2 minute read
2 Verbintenissen uit eenzijdige rechtshandeling: de eenzijdige wilsuiting
Hoofdstuk 2 Verbintenissen uit rechtshandelingen
1. Verbintenis uit eenzijdige rechtshandeling. Wanneer een persoon eenzijdig zijn wil uit om verbintenissen op zich te nemen, ontstaan er ‘verbintenissen uit een eenzijdige rechtshandeling’.
2. Bindend karakter? Er heeft enige tijd onzekerheid bestaan over de vraag of een persoon zichzelf kan verbinden louter door zijn eenzijdige wilsuiting en zonder de aanvaarding van de wederpartij tot wie hij zich richt. Artikel 1370 oud BW (dat de bronnen van verbintenissen opsomt) maakt immers geen melding van eenzijdige rechtshandelingen.
Uiteindelijk heeft het Hof van Cassatie bevestigd dat er uit eenzijdige rechtshandelingen verbintenissen kunnen ontstaan. Het Hof deed dat onder meer in twee arresten uit 198030 over het aanbod. In de daaropvolgende jaren heeft het dat standpunt herhaaldelijk bevestigd.
Voorbeelden
Vandaag worden in de rechtsleer en rechtspraak verschillende voorbeelden van verbintenissen uit eenzijdige wilsverklaringen erkend, zoals het aanbod, de aanvaarding, de eenzijdige beloningsbelofte (of de uitloving van een prijs) en de bankgarantie op eerste verzoek. Ook een betaling, een ingebrekestelling, een buitengerechtelijke ontbindingsbeslissing of een opzegging van een overeenkomst zijn eenzijdige rechtshandelingen.
3. Toepasselijke regels. Het volstaat hier te onthouden dat men de regels over de verbintenissen uit overeenkomst zo veel mogelijk naar analogie toepast op de verbintenissen uit eenzijdige wilsuiting.
Zo gelden de vier geldigheidsvoorwaarden voor contracten (wilsuiting, bekwaamheid, voorwerp en oorzaak) die zijn opgesomd in artikel 1108 oud BW ook voor verbintenissen uit eenzijdige rechtshandelingen.
Ook de regels inzake interpretatie worden zo veel mogelijk overgenomen.
Hetzelfde geldt voor de regels in verband met de sanctionering van verbintenissen.
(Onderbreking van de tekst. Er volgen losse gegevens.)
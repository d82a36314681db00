use std::collections::HashMap;

use crate::error::{Error, Result};
use crate::types::{LaunchTarget, TargetId, TargetLookup, TargetsById};

/// Resolves a run/profile launch target and its extension host.
///
/// Extension-style products can only be launched through a host, and the
/// host has to be one of the hosts registered for that extension.
pub fn resolve_launch_target<'a>(
    id: &TargetId,
    extension_host: Option<&TargetId>,
    extension_host_ids: &HashMap<TargetId, Vec<TargetId>>,
    targets_by_id: &'a TargetsById,
    context: &str,
) -> Result<LaunchTarget<'a>> {
    let primary = targets_by_id.value(id, context)?;

    if primary.product_type.needs_extension_host() && extension_host.is_none() {
        return Err(Error::MissingExtensionHost {
            context: context.to_string(),
            id: id.clone(),
        });
    }

    let extension_host = match extension_host {
        Some(host_id) => {
            let is_registered = extension_host_ids
                .get(id)
                .is_some_and(|hosts| hosts.contains(host_id));
            if !is_registered {
                return Err(Error::InvalidExtensionHost {
                    context: context.to_string(),
                    id: id.clone(),
                    host: host_id.clone(),
                });
            }
            Some(targets_by_id.value(host_id, &format!("{context} extension host"))?)
        }
        None => None,
    };

    tracing::debug!(
        "Resolved launch target {} (extension host: {:?})",
        id,
        extension_host.map(|host| &host.id)
    );
    Ok(LaunchTarget {
        primary,
        extension_host,
    })
}

#[cfg(test)]
mod tests {
    use super::*;
    use crate::types::{BuildableReference, ProductType, Target};

    fn target(id: &str, product_type: ProductType) -> Target {
        Target {
            id: TargetId::from(id),
            label: id.to_string(),
            product_type,
            buildable_reference: BuildableReference {
                blueprint_identifier: format!("{id}-bp"),
                buildable_name: id.to_string(),
                blueprint_name: id.to_string(),
                referenced_container: "container:P.xcodeproj".to_string(),
            },
        }
    }

    fn fixture() -> (TargetsById, HashMap<TargetId, Vec<TargetId>>) {
        let targets = [
            target("App", ProductType::Application),
            target("OtherApp", ProductType::Application),
            target("Widget", ProductType::AppExtension),
        ]
        .into_iter()
        .map(|t| (t.id.clone(), t))
        .collect();
        let hosts = HashMap::from([(TargetId::from("Widget"), vec![TargetId::from("App")])]);
        (targets, hosts)
    }

    #[test]
    fn test_plain_launch_target() {
        let (targets, hosts) = fixture();

        let launch = resolve_launch_target(&TargetId::from("App"), None, &hosts, &targets, "Run")
            .unwrap();

        assert_eq!(launch.primary.id, TargetId::from("App"));
        assert!(launch.extension_host.is_none());
    }

    #[test]
    fn test_hosted_launch_target() {
        let (targets, hosts) = fixture();

        let launch = resolve_launch_target(
            &TargetId::from("Widget"),
            Some(&TargetId::from("App")),
            &hosts,
            &targets,
            "Run",
        )
        .unwrap();

        assert_eq!(launch.extension_host.unwrap().id, TargetId::from("App"));
    }

    #[test]
    fn test_extension_without_host_fails() {
        let (targets, hosts) = fixture();

        let err = resolve_launch_target(&TargetId::from("Widget"), None, &hosts, &targets, "Run")
            .unwrap_err();

        assert!(matches!(err, Error::MissingExtensionHost { .. }));
        assert_eq!(
            err.to_string(),
            "Run (Widget) is an app extension and requires `extension_host` to be set"
        );
    }

    #[test]
    fn test_unregistered_host_fails() {
        let (targets, hosts) = fixture();

        let err = resolve_launch_target(
            &TargetId::from("Widget"),
            Some(&TargetId::from("OtherApp")),
            &hosts,
            &targets,
            "Run",
        )
        .unwrap_err();

        assert!(matches!(err, Error::InvalidExtensionHost { .. }));
        assert_eq!(
            err.to_string(),
            "Run `extension_host` (OtherApp) does not host the extension (Widget)"
        );
    }

    #[test]
    fn test_unknown_primary_fails() {
        let (targets, hosts) = fixture();

        let err = resolve_launch_target(
            &TargetId::from("Missing"),
            None,
            &hosts,
            &targets,
            "Run launch target",
        )
        .unwrap_err();

        assert!(matches!(err, Error::UnknownTarget { .. }));
    }
}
Weigert een schuldenaar van een eenzijdig aangegane verbintenis om zijn verbintenis vrijwillig na te komen, dan zal de rechter ook hier de gedwongen uitvoering in natura bevelen of – in ondergeschikte orde – de uitvoering bij equivalent.
Het bewijsrecht, dat vervat zit in Boek 8 van het Burgerlijk Wetboek, besteedt wel bijzondere aandacht aan de eenzijdige rechtshandelingen. Het bewijs van een eenzijdige rechtshandeling kan in principe met alle bewijsmiddelen worden geleverd (artikel 8.10, eerste lid BW). Op deze regel wordt wel één uitzondering gemaakt. Een eenzijdige verbintenis om een geldsom te betalen of om een zekere hoeveelheid vervangbare zaken te leveren, kan slechts bewezen worden door middel van een geschrift dat ondertekend is door diegene die zich verbindt en waarop de schuldenaar zelf de som of hoeveelheid voluit in letters heeft geschreven (artikel 8.10, derde lid BW juncto artikel 8.21 BW). Iedere overeenkomst die afwijkt van deze regel is nietig.
30 Cass. 9 mei 1980, Arr.Cass. 1979-80, 1132, noot, Bull. 1980, 1121, noot, Pas. 1980, I, 1121, noot, RW 1982-83, 319 en T.Aann. 1981, 146, noot M. SENELLE.
Hoofdstuk 2 Verbintenissen uit rechtshandelingen
Vooruitblik naar het nieuwe Boek 5 van het Burgerlijk Wetboek
Het oud Burgerlijk Wetboek vermeldt de eenzijdige rechtshandeling niet als bron van verbintenissen. In de ontwerpteksten van het nieuwe Boek 5 van het Burgerlijk Wetboek wordt dit aangepast. Die ontwerpteksten vernoemen de eenzijdige rechtshandeling voortaan wel als bron van verbintenissen, maar vermelden voorts nog steeds weinig bijzondere regels voor die categorie van verbintenissen. De ontwerpteksten beperken zich tot de mededeling dat de eenzijdige rechtshandeling onderworpen is aan de eigen regels (die verder niet gespecifieerd worden), aan de regels die gelden voor de contracten en aan het algemeen juridisch regime van de verbintenis.